RLTV
- Country: United States
- Headquarters: Baltimore, Maryland, United States

Programming
- Language: American English
- Picture format: 480i (SDTV); HDTV;

Ownership
- Owner: Retirement Living TV, LLC

History
- Launched: September 5, 2006; 19 years ago
- Closed: December 31, 2017; 8 years ago
- Replaced by: Newsy

Links
- Website: www.rl.tv

= Retirement Living TV =

RLTV (previously known as Retirement Living TV) was an American cable television network.

Launched on September 5, 2006, the channel targeted a demographic aged 50 years and older. Its topics and programs included health and wellness, finance, travel, lifestyle, reinvention, as well as scripted comedy and drama in its cable era. The network was owned by Retirement Living TV, LLC and was based in Baltimore. At its peak, RLTV was available in 29 million homes in the US.

In October 2017, The E. W. Scripps Company purchased RLTV's carriage contracts and replaced RLTV with Newsy.

==History==
RLTV was founded by John C. Erickson, CEO and Chairman of Erickson Retirement Communities, a privately held company based in Baltimore, Maryland, and founded in 1983. Comcast was an early investor in the network.	RLTV hired Gerontologist Alexis Abramson, PhD. and her team of researchers including Dr. Marsha Riggio to hone and support their marketing and programming strategy.

In 2007, RLTV sponsored the Daytona 500 car of 72-year-old James Hylton, and produced the documentary Yellow Mountain Road: The James Hylton Story.

On April 16, 2007, RLTV signed an exclusive distribution agreement with Canadian media company S-VOX. Under the terms of the deal, content from RLTV airs on One and VisionTV. In addition, the two broadcasters co-produced original programming that aired on S-VOX networks.

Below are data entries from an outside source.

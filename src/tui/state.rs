//! Application state management.

use ratatui::widgets::TableState as RatatuiTableState;
use tracing::{debug, warn};

use crate::actions::{ActionPlan, Notice, Prompt, RowAction};
use crate::fmt::plural_suffix;
use crate::model::{ArticleStatus, ArticleTable, StatusFilter};
use crate::router::{self, MenuEntry, Page, PageKind};
use crate::table::CategoryFilter;

/// Status tabs above the table.
#[derive(Debug, Clone, Copy, PartialEq, Eq, Hash, Default)]
pub enum Tab {
    /// Pseudo-tab showing every status; has no tab label of its own.
    All,
    #[default]
    Generated,
    Published,
    Scheduled,
    Archived,
}

impl Tab {
    /// Tabs rendered in the tab bar.
    pub fn all() -> &'static [Tab] {
        &[Tab::Generated, Tab::Published, Tab::Scheduled, Tab::Archived]
    }

    pub fn status(&self) -> Option<ArticleStatus> {
        match self {
            Tab::All => None,
            Tab::Generated => Some(ArticleStatus::Generated),
            Tab::Published => Some(ArticleStatus::Published),
            Tab::Scheduled => Some(ArticleStatus::Scheduled),
            Tab::Archived => Some(ArticleStatus::Archived),
        }
    }

    /// Returns the display name of the tab.
    pub fn label(&self) -> &'static str {
        match self.status() {
            Some(status) => status.tab_label(),
            None => "All Articles",
        }
    }

    pub fn filter(&self) -> StatusFilter {
        StatusFilter::from_tab_label(self.label())
    }

    /// Returns the next tab. `All` continues with the first status tab.
    pub fn next(&self) -> Tab {
        match self {
            Tab::All | Tab::Archived => Tab::Generated,
            Tab::Generated => Tab::Published,
            Tab::Published => Tab::Scheduled,
            Tab::Scheduled => Tab::Archived,
        }
    }

    /// Returns the previous tab.
    pub fn prev(&self) -> Tab {
        match self {
            Tab::All | Tab::Generated => Tab::Archived,
            Tab::Published => Tab::Generated,
            Tab::Scheduled => Tab::Published,
            Tab::Archived => Tab::Scheduled,
        }
    }
}

/// Input mode for the application.
#[derive(Debug, Clone, Copy, PartialEq, Eq, Default)]
pub enum InputMode {
    #[default]
    Normal,
    /// Typing into the search box.
    Search,
    /// Moving through the sidebar menu.
    Navigation,
}

/// Active popup state. Only one popup can be open at a time.
#[derive(Debug, Clone, PartialEq, Default)]
pub enum PopupState {
    /// No popup is open.
    #[default]
    None,
    /// Help popup with scroll offset.
    Help { scroll: usize },
    /// Quit confirmation dialog.
    QuitConfirm,
    /// Article preview.
    ArticleDetail { id: u64 },
    /// Yes/no question before an action runs.
    Confirm { action: RowAction, prompt: Prompt },
    /// Message with a single dismiss button; `then` completes when dismissed.
    Notice {
        notice: Notice,
        then: Option<RowAction>,
    },
}

impl PopupState {
    /// Returns true if any popup is open (excluding None).
    pub fn is_open(&self) -> bool {
        !matches!(self, Self::None)
    }
}

/// Whole TUI state.
#[derive(Debug)]
pub struct AppState {
    pub table: ArticleTable,
    pub current_tab: Tab,
    pub page: Page,
    pub input_mode: InputMode,
    /// Search box content while typing; mirrors the table's search term.
    pub search_input: String,
    /// Highlighted row within the visible page.
    pub cursor: usize,
    pub menu: Vec<MenuEntry>,
    pub menu_cursor: usize,
    pub popup: PopupState,
    pub status_message: Option<String>,
    /// Where the rows came from, shown in the header.
    pub source: String,
    pub ratatui_state: RatatuiTableState,
}

impl AppState {
    pub fn new(mut table: ArticleTable, source: String) -> Self {
        let current_tab = Tab::default();
        table.set_category(current_tab.filter());
        let page = router::resolve("/");
        let menu = router::menu_entries();
        let menu_cursor = menu
            .iter()
            .position(|e| e.path == page.path)
            .unwrap_or_default();
        Self {
            table,
            current_tab,
            page,
            input_mode: InputMode::Normal,
            search_input: String::new(),
            cursor: 0,
            menu,
            menu_cursor,
            popup: PopupState::None,
            status_message: None,
            source,
            ratatui_state: RatatuiTableState::default(),
        }
    }

    pub fn is_articles_page(&self) -> bool {
        self.page.kind == PageKind::Articles
    }

    pub fn switch_tab(&mut self, tab: Tab) {
        self.current_tab = tab;
        self.table.set_category(tab.filter());
        self.cursor = 0;
    }

    /// Opens a page by path.
    pub fn navigate(&mut self, path: &str) {
        self.page = router::resolve(path);
        if let Some(pos) = self.menu.iter().position(|e| e.path == self.page.path) {
            self.menu_cursor = pos;
        }
        debug!(path = %self.page.path, title = self.page.title, "navigated");
    }

    /// Updates the search term from the input box.
    pub fn apply_search_input(&mut self) {
        self.table.set_search(self.search_input.clone());
        self.cursor = 0;
    }

    // ------------------------------------------------------------------
    // Row cursor
    // ------------------------------------------------------------------

    fn visible_len(&self) -> usize {
        self.table.visible_rows().count()
    }

    pub fn cursor_up(&mut self) {
        self.cursor = self.cursor.saturating_sub(1);
    }

    pub fn cursor_down(&mut self) {
        let max = self.visible_len().saturating_sub(1);
        self.cursor = (self.cursor + 1).min(max);
    }

    pub fn cursor_end(&mut self) {
        self.cursor = self.visible_len().saturating_sub(1);
    }

    /// Clamps the cursor to the visible page and syncs ratatui state.
    pub fn resolve_cursor(&mut self) {
        let len = self.visible_len();
        if len == 0 {
            self.cursor = 0;
            self.ratatui_state.select(None);
        } else {
            self.cursor = self.cursor.min(len - 1);
            self.ratatui_state.select(Some(self.cursor));
        }
    }

    /// Id of the highlighted row.
    pub fn cursor_row_id(&self) -> Option<u64> {
        self.table.visible_rows().nth(self.cursor).map(|row| row.id)
    }

    // ------------------------------------------------------------------
    // Actions and popups
    // ------------------------------------------------------------------

    /// Plans an action and opens the matching popup.
    pub fn begin_action(&mut self, action: RowAction) {
        match action.plan(&self.table) {
            Ok(ActionPlan::NothingToDo(notice)) => {
                self.popup = PopupState::Notice { notice, then: None };
            }
            Ok(ActionPlan::Confirm(prompt)) => {
                self.popup = PopupState::Confirm { action, prompt };
            }
            Err(e) => {
                warn!(error = %e, "action rejected");
                self.status_message = Some(e.to_string());
            }
        }
    }

    /// User confirmed the open prompt: show the completion notice.
    pub fn confirm_popup(&mut self) {
        let PopupState::Confirm { action, .. } = &self.popup else {
            return;
        };
        let action = *action;
        match action.completion_notice(&self.table) {
            Ok(notice) => {
                self.popup = PopupState::Notice {
                    notice,
                    then: Some(action),
                };
            }
            Err(e) => {
                self.popup = PopupState::None;
                self.status_message = Some(e.to_string());
            }
        }
    }

    pub fn cancel_popup(&mut self) {
        if matches!(self.popup, PopupState::Confirm { .. }) {
            self.status_message = Some("Cancelled".to_string());
        }
        self.popup = PopupState::None;
    }

    /// Closes a notice, completing the action it follows.
    pub fn dismiss_notice(&mut self) {
        let PopupState::Notice { then, .. } = std::mem::take(&mut self.popup) else {
            return;
        };
        if let Some(action) = then {
            let affected = action.complete(&mut self.table);
            if affected > 0 {
                self.status_message = Some(format!(
                    "{} article{} removed from selection",
                    affected,
                    plural_suffix(affected)
                ));
            }
        }
    }

    pub fn open_detail(&mut self) {
        if let Some(id) = self.cursor_row_id() {
            self.popup = PopupState::ArticleDetail { id };
        }
    }

    /// Label of the status filter actually applied to the table.
    pub fn filter_label(&self) -> &'static str {
        match self.table.category() {
            CategoryFilter::All => "all",
            CategoryFilter::Only(status) => status.name(),
        }
    }
}

#[cfg(test)]
mod tests {
    use super::*;
    use crate::actions::NoticeKind;
    use crate::model::seed_rows;
    use crate::table::TableConfig;

    fn state() -> AppState {
        let table = ArticleTable::new(seed_rows(), TableConfig::default()).unwrap();
        AppState::new(table, "test".to_string())
    }

    #[test]
    fn starts_on_generated_tab() {
        let s = state();
        assert_eq!(s.current_tab, Tab::Generated);
        assert_eq!(s.table.total(), 3);
        assert!(s.is_articles_page());
        assert_eq!(s.menu[s.menu_cursor].path, router::ARTICLES_PATH);
    }

    #[test]
    fn tab_cycle_skips_all() {
        let mut tab = Tab::Generated;
        for _ in 0..4 {
            tab = tab.next();
            assert_ne!(tab, Tab::All);
        }
        assert_eq!(tab, Tab::Generated);
        assert_eq!(Tab::All.next(), Tab::Generated);
        assert_eq!(Tab::Generated.prev(), Tab::Archived);
    }

    #[test]
    fn tab_filters_follow_labels() {
        assert_eq!(Tab::All.filter(), CategoryFilter::All);
        assert_eq!(
            Tab::Scheduled.filter(),
            CategoryFilter::Only(ArticleStatus::Scheduled)
        );
    }

    #[test]
    fn cursor_is_clamped_to_page() {
        let mut s = state();
        for _ in 0..10 {
            s.cursor_down();
        }
        assert_eq!(s.cursor, 2);
        s.switch_tab(Tab::Published);
        assert_eq!(s.cursor, 0);
        assert_eq!(s.cursor_row_id(), Some(4));
        s.switch_tab(Tab::Archived);
        s.resolve_cursor();
        assert_eq!(s.cursor_row_id(), None);
    }

    #[test]
    fn bulk_publish_flow_through_popups() {
        let mut s = state();
        s.begin_action(RowAction::bulk_publish());
        let PopupState::Notice { notice, then } = &s.popup else {
            panic!("expected notice");
        };
        assert_eq!(notice.kind, NoticeKind::Warning);
        assert!(then.is_none());
        s.dismiss_notice();
        assert!(!s.popup.is_open());

        s.table.toggle_select_all_visible();
        s.begin_action(RowAction::bulk_publish());
        assert!(matches!(s.popup, PopupState::Confirm { .. }));
        s.confirm_popup();
        assert!(matches!(s.popup, PopupState::Notice { then: Some(_), .. }));
        assert_eq!(s.table.selected_count(), 3);
        s.dismiss_notice();
        assert_eq!(s.table.selected_count(), 0);
        assert_eq!(
            s.status_message.as_deref(),
            Some("3 articles removed from selection")
        );
    }

    #[test]
    fn cancel_keeps_selection() {
        let mut s = state();
        s.table.toggle_row_selected(1).unwrap();
        s.begin_action(RowAction::publish(1));
        s.cancel_popup();
        assert!(!s.popup.is_open());
        assert!(s.table.is_selected(1));
        assert_eq!(s.status_message.as_deref(), Some("Cancelled"));
    }

    #[test]
    fn navigate_to_placeholder_and_back() {
        let mut s = state();
        s.navigate("/integrations");
        assert!(!s.is_articles_page());
        assert_eq!(s.page.title, "Integrations");
        s.navigate("/");
        assert!(s.is_articles_page());
    }
}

In 2017, Retirement Living TV, LLC announced the network would wind down operations as a traditional network, a process that ended around December 31 of that year. At the time, it stated that it would continue to produce content, and launch a streaming channel for Apple TV, Roku and Amazon Fire TV the next year. The E. W. Scripps Company purchased RLTV's transponder space and began using the channel space for Newsy, its theretofore online-only news channel. The online version of the network never launched, and as of 2021, the network's website is offline. Newsy itself pursued a new distribution model and ended distribution over the former RLTV space on June 30, 2021. What is now known as Scripps News later ceased broadcasting over-the-air on November 16, 2024 as a reorganizing of Scripps moving the news channel from a digital subchannel network to a streaming-only channel.

==Programming==
RLTV aired programs hosted by journalist Jean Chatzky, sex therapist and author Dr. Ruth Westheimer, Lea Thompson, and Dr. Kevin Soden. John Palmer and Florence Henderson were both also hosts until their deaths, in 2013 and 2016 respectively.

In 2007, Daily Café launched as a 2-hour, live daily show airing at Noon on weekdays – a current affairs and lifestyle news show hosted by Felicia Taylor, Bobbie Batista, Mary Alice Williams and Sandra Pinckney with live news inserts produced by NBC News. It was produced live out of Reuters Studios in Washington, D.C.

RLTV documented the last on-air footage of Walter Cronkite in the form of a series of editorials known as the "Cronkite Chronicles".